La OCDE ha alertado de que el coste sanitario está creciendo en los países más ricos. La situación será insostenible si no se toman medidas como invertir en promoción y prevención de la salud.

El informe realizado por la Organización para la Cooperación y el Desarrollo Económicos (OCDE) recuerda que la crisis provocó una desaceleración en el crecimiento del presupuesto sanitario, particularmente en Europa. Sin embargo, las previsiones apuntan a que el gasto público en salud, que actualmente representa el 6% del Producto Interior Bruto (PIB), aumente hasta el 9% en 2030 y el 14% en 2060.

El máximo se da en Estados Unidos (17 % con un 8 % para el sector público y un 9 % para el privado), seguido de lejos por Holanda y Francia (12 % cada uno, y con un peso del sector privado reducido al 2 y al 3 % respectivamente).

España se sitúa en la media de la OCDE con un 8,9% de su PIB destinado a la sanidad, mientras que los que menos parte de su riqueza dedican a este campo son México (6 %, de los cuales el 3 % con financiación pública y otro tanto privada), Estonia (6 %) y Turquía (5 %).

Por ello, en su último informe sobre la sostenibilidad fiscal de los sistemas sanitarios, la OCDE alerta de que en la mayoría de países el presupuesto sigue siendo insuficiente por lo que, de cara a los próximos años, será complicado seguir garantizando la misma salud de los ciudadanos y la adquisición de innovación sin grandes reformas y un trabajo conjunto de los ministerios de Sanidad y Hacienda.

Este organismo recuerda que los fondos públicos siguen representando alrededor de tres cuartas partes del gasto sanitario de cada país, y en muchos esta financiación pública sigue dependiendo de los impuestos que pagan los ciudadanos a través de sus nóminas, por lo que irán disminuyendo a medida que envejezca la población.

En países como Austria, República Checa, Alemania, Corea, Polonia, Eslovaquia y Eslovenia, más del 70% de la financiación pública para la salud proviene de las contribuciones sobre la nómina.
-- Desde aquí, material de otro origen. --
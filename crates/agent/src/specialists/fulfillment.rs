use std::sync::Arc;

use chrono::{DateTime, NaiveDate, Utc};
use rust_decimal::Decimal;
use serde::{Deserialize, Serialize};
use tracing::info;

use shopwise_core::commerce::fulfillment::{
    delivery_estimate, live_location, new_order_id, pick_shipping_partner, tracking_events,
    tracking_number, LiveLocation, TrackingEvent,
};
use shopwise_core::domain::customer::CustomerId;
use shopwise_core::domain::inventory::FulfillmentType;
use shopwise_core::domain::order::{
    DeliveryAddress, DeliveryEstimate, Order, OrderId, OrderItem, OrderStatus, ScheduledDelivery,
    ShippingPartner, TimeSlot,
};
use shopwise_db::Storage;

use crate::tools::{object_schema, tool, ToolError, ToolRegistry};

pub const NAME: &str = "fulfillment";

pub const ROLE: &str = "You are a specialist order fulfillment and delivery assistant.
Your job is to create new orders, provide tracking updates, and handle cancellations or rescheduling.
Use your tools to manage all aspects of order fulfillment.
Be professional and provide clear, accurate status updates.";

pub struct FulfillmentTools {
    storage: Storage,
}

/// A cart line as the model sends it. Missing names and prices are filled
/// from the catalogue.
#[derive(Clone, Debug, Deserialize)]
pub struct CartLine {
    pub sku: String,
    #[serde(default)]
    pub name: Option<String>,
    #[serde(default = "one")]
    pub quantity: u32,
    #[serde(default)]
    pub price: Option<Decimal>,
}

fn one() -> u32 {
    1
}

#[derive(Clone, Debug, Default, Deserialize)]
#[serde(default)]
pub struct AddressArgs {
    pub name: String,
    pub street: String,
    pub city: String,
    pub state: String,
    pub pincode: String,
    pub phone: String,
}

impl From<AddressArgs> for DeliveryAddress {
    fn from(args: AddressArgs) -> Self {
        Self {
            name: args.name,
            street: args.street,
            city: args.city,
            state: args.state,
            pincode: args.pincode,
            phone: args.phone,
        }
    }
}

#[derive(Debug, Deserialize)]
pub struct CreateOrderArgs {
    pub customer_id: String,
    pub cart_items: Vec<CartLine>,
    pub total_amount: Decimal,
    pub fulfillment_type: String,
    #[serde(default)]
    pub delivery_address: Option<AddressArgs>,
    #[serde(default)]
    pub pickup_store_id: Option<String>,
    #[serde(default)]
    pub special_instructions: Option<String>,
}

#[derive(Debug, Default, Serialize)]
pub struct OrderConfirmation {
    pub success: bool,
    #[serde(skip_serializing_if = "Option::is_none")]
    pub order_id: Option<OrderId>,
    #[serde(skip_serializing_if = "Option::is_none")]
    pub status: Option<OrderStatus>,
    #[serde(skip_serializing_if = "Option::is_none")]
    pub estimated_delivery: Option<DeliveryEstimate>,
    #[serde(skip_serializing_if = "Option::is_none")]
    pub shipping_partner: Option<ShippingPartner>,
    #[serde(skip_serializing_if = "Option::is_none")]
    pub tracking_number: Option<String>,
    pub message: String,
}

impl OrderConfirmation {
    fn rejected(message: impl Into<String>) -> Self {
        Self { success: false, message: message.into(), ..Self::default() }
    }
}

#[derive(Debug, Deserialize)]
pub struct OrderArgs {
    pub order_id: String,
}

#[derive(Debug, Serialize)]
pub struct OrderStatusReport {
    pub success: bool,
    pub order_id: String,
    pub status: Option<OrderStatus>,
    pub tracking_number: Option<String>,
    pub estimated_delivery: Option<DeliveryEstimate>,
    pub last_updated: Option<DateTime<Utc>>,
    pub message: String,
}

#[derive(Debug, Serialize)]
pub struct TrackingReport {
    pub success: bool,
    pub order_id: String,
    pub current_status: Option<OrderStatus>,
    pub tracking_events: Vec<TrackingEvent>,
    pub estimated_delivery: Option<DeliveryEstimate>,
    pub live_location: Option<LiveLocation>,
    pub message: String,
}

#[derive(Debug, Deserialize)]
pub struct CancelArgs {
    pub order_id: String,
    #[serde(default = "customer_request")]
    pub reason: String,
}

fn customer_request() -> String {
    "Customer request".to_string()
}

#[derive(Debug, Serialize)]
pub struct ActionResult {
    pub success: bool,
    pub order_id: String,
    pub message: String,
}

#[derive(Debug, Deserialize)]
pub struct ScheduleArgs {
    pub order_id: String,
    pub preferred_date: String,
    pub time_slot: String,
}

#[derive(Debug, Serialize)]
pub struct ScheduleReport {
    pub success: bool,
    pub order_id: String,
    pub scheduled_date: Option<NaiveDate>,
    pub time_slot: Option<&'static str>,
    pub message: String,
}
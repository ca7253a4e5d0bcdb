use sqlx::Row;

use shopwise_core::domain::loyalty::{Coupon, DiscountType};

use super::{
    decode_error, format_timestamp, parse_decimal, parse_timestamp, CouponRepository,
    RepositoryError,
};
use crate::DbPool;

pub struct SqlCouponRepository {
    pool: DbPool,
}

impl SqlCouponRepository {
    pub fn new(pool: DbPool) -> Self {
        Self { pool }
    }
}

fn parse_discount_type(value: &str) -> Result<DiscountType, RepositoryError> {
    match value {
        "percentage" => Ok(DiscountType::Percentage),
        "flat" => Ok(DiscountType::Flat),
        other => Err(RepositoryError::Decode(format!("unknown discount type `{other}`"))),
    }
}

fn row_to_coupon(row: &sqlx::sqlite::SqliteRow) -> Result<Coupon, RepositoryError> {
    let discount_type: String = row.try_get("discount_type").map_err(decode_error)?;
    let discount_value: String = row.try_get("discount_value").map_err(decode_error)?;
    let max_discount: Option<String> = row.try_get("max_discount").map_err(decode_error)?;
    let min_purchase: String = row.try_get("min_purchase").map_err(decode_error)?;
    let min_tier: i64 = row.try_get("min_tier_required").map_err(decode_error)?;
    let valid_from: String = row.try_get("valid_from").map_err(decode_error)?;
    let valid_until: String = row.try_get("valid_until").map_err(decode_error)?;

    Ok(Coupon {
        code: row.try_get("code").map_err(decode_error)?,
        description: row.try_get("description").map_err(decode_error)?,
        discount_type: parse_discount_type(&discount_type)?,
        discount_value: parse_decimal(&discount_value)?,
        max_discount: max_discount.as_deref().map(parse_decimal).transpose()?,
        min_purchase: parse_decimal(&min_purchase)?,
        min_tier_required: u8::try_from(min_tier).map_err(decode_error)?,
        valid_from: parse_timestamp(&valid_from)?,
        valid_until: parse_timestamp(&valid_until)?,
        active: row.try_get("active").map_err(decode_error)?,
    })
}

#[async_trait::async_trait]
impl CouponRepository for SqlCouponRepository {
    async fn find_by_code(&self, code: &str) -> Result<Option<Coupon>, RepositoryError> {
        let row = sqlx::query(
            "SELECT code, description, discount_type, discount_value, max_discount, min_purchase,
                    min_tier_required, valid_from, valid_until, active
             FROM coupons WHERE UPPER(code) = UPPER(?)",
        )
        .bind(code.trim())
        .fetch_optional(&self.pool)
        .await?;

        row.as_ref().map(row_to_coupon).transpose()
    }

    async fn list_available(&self, max_tier_level: u8) -> Result<Vec<Coupon>, RepositoryError> {
        let rows = sqlx::query(
            "SELECT code, description, discount_type, discount_value, max_discount, min_purchase,
                    min_tier_required, valid_from, valid_until, active
             FROM coupons
             WHERE active = 1 AND min_tier_required <= ?
             ORDER BY code",
        )
        .bind(i64::from(max_tier_level))
        .fetch_all(&self.pool)
        .await?;

        rows.iter().map(row_to_coupon).collect()
    }

    async fn save(&self, coupon: Coupon) -> Result<(), RepositoryError> {
        sqlx::query(
            "INSERT INTO coupons (code, description, discount_type, discount_value, max_discount,
                                  min_purchase, min_tier_required, valid_from, valid_until, active)
             VALUES (?, ?, ?, ?, ?, ?, ?, ?, ?, ?)
             ON CONFLICT(code) DO UPDATE SET
                 description = excluded.description,
                 discount_type = excluded.discount_type,
                 discount_value = excluded.discount_value,
                 max_discount = excluded.max_discount,
                 min_purchase = excluded.min_purchase,
                 min_tier_required = excluded.min_tier_required,
                 valid_from = excluded.valid_from,
                 valid_until = excluded.valid_until,
                 active = excluded.active",
        )
        .bind(&coupon.code)
        .bind(&coupon.description)
        .bind(coupon.discount_type.as_str())
        .bind(coupon.discount_value.to_string())
        .bind(coupon.max_discount.map(|cap| cap.to_string()))
        .bind(coupon.min_purchase.to_string())
        .bind(i64::from(coupon.min_tier_required))
        .bind(format_timestamp(coupon.valid_from))
        .bind(format_timestamp(coupon.valid_until))
        .bind(coupon.active)
        .execute(&self.pool)
        .await?;

        Ok(())
    }
}

#[cfg(test)]
mod tests {
    use chrono::{Duration, Utc};
    use rust_decimal::Decimal;

    use shopwise_core::domain::loyalty::{Coupon, DiscountType};

    use super::SqlCouponRepository;
    use crate::repositories::CouponRepository;
    use crate::{connect_with_settings, migrations};

    fn coupon(code: &str, tier: u8, active: bool) -> Coupon {
        let now = Utc::now();
        Coupon {
            code: code.to_string(),
            description: format!("{code} description"),
            discount_type: DiscountType::Percentage,
            discount_value: Decimal::new(20, 0),
            max_discount: Some(Decimal::new(5_000, 0)),
            min_purchase: Decimal::new(1_000, 0),
            min_tier_required: tier,
            valid_from: now - Duration::days(1),
            valid_until: now + Duration::days(30),
            active,
        }
    }

    #[tokio::test]
    async fn available_coupons_respect_tier_and_active_flag() -> Result<(), String> {
        let pool =
            connect_with_settings("sqlite::memory:", 1, 30).await.map_err(|e| e.to_string())?;
        migrations::run_pending(&pool).await.map_err(|e| e.to_string())?;
        let repo = SqlCouponRepository::new(pool);

        repo.save(coupon("SAVE20", 0, true)).await.map_err(|e| e.to_string())?;
        repo.save(coupon("PLAT15", 3, true)).await.map_err(|e| e.to_string())?;
        repo.save(coupon("RETIRED", 0, false)).await.map_err(|e| e.to_string())?;

        let silver = repo.list_available(1).await.map_err(|e| e.to_string())?;
        assert_eq!(silver.iter().map(|c| c.code.as_str()).collect::<Vec<_>>(), vec!["SAVE20"]);

        let platinum = repo.list_available(3).await.map_err(|e| e.to_string())?;
        assert_eq!(platinum.len(), 2);

        let found = repo.find_by_code(" save20 ").await.map_err(|e| e.to_string())?;
        let found = found.ok_or("coupon should be found case-insensitively")?;
        assert_eq!(found.max_discount, Some(Decimal::new(5_000, 0)));
        assert_eq!(found.discount_type, DiscountType::Percentage);
        Ok(())
    }
}
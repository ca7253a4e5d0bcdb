use std::time::Duration;

use sqlx::sqlite::SqlitePoolOptions;

pub type DbPool = sqlx::SqlitePool;

pub const DEFAULT_MAX_CONNECTIONS: u32 = 5;
pub const DEFAULT_TIMEOUT_SECS: u64 = 30;

pub async fn connect(database_url: &str) -> Result<DbPool, sqlx::Error> {
    connect_with_settings(database_url, DEFAULT_MAX_CONNECTIONS, DEFAULT_TIMEOUT_SECS).await
}

/// Opens a SQLite pool. File databases are created on first use.
pub async fn connect_with_settings(
    database_url: &str,
    max_connections: u32,
    timeout_secs: u64,
) -> Result<DbPool, sqlx::Error> {
    let url = with_create_mode(database_url);
    SqlitePoolOptions::new()
        .max_connections(max_connections.max(1))
        .acquire_timeout(Duration::from_secs(timeout_secs.max(1)))
        .after_connect(|conn, _meta| {
            Box::pin(async move {
                sqlx::query("PRAGMA foreign_keys = ON").execute(&mut *conn).await?;
                sqlx::query("PRAGMA journal_mode = WAL").execute(&mut *conn).await?;
                sqlx::query("PRAGMA busy_timeout = 5000").execute(&mut *conn).await?;
                Ok(())
            })
        })
        .connect(&url)
        .await
}

pub async fn ping(pool: &DbPool) -> Result<(), sqlx::Error> {
    sqlx::query("SELECT 1").execute(pool).await.map(|_| ())
}

fn with_create_mode(database_url: &str) -> String {
    if database_url.contains(":memory:") || database_url.contains("mode=") {
        return database_url.to_string();
    }
    let separator = if database_url.contains('?') { '&' } else { '?' };
    format!("{database_url}{separator}mode=rwc")
}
Y salvo en Francia, los impuestos relacionados con el consumo de alcohol, tabaco o alimentos poco saludables apenas sirve para financiar la sanidad.

Además, la OCDE recuerda que los gobiernos podrían aliviar sus presupuestos sanitarios si fueran "más selectivos" a la hora de financiar prestaciones, fomentaran mecanismos de pago a proveedores en función de los resultados obtenidos o impulsaran el consumo de medicamentos menos caros, como los genéricos.

Del mismo modo, proponen herramientas para monitorizar la financiación y detectar sistemas de alerta para detectar excesos de gasto y tomar medidas correctoras de forma inmediata, e invertir más en iniciativas sobre promoción de la salud y prevención de enfermedades.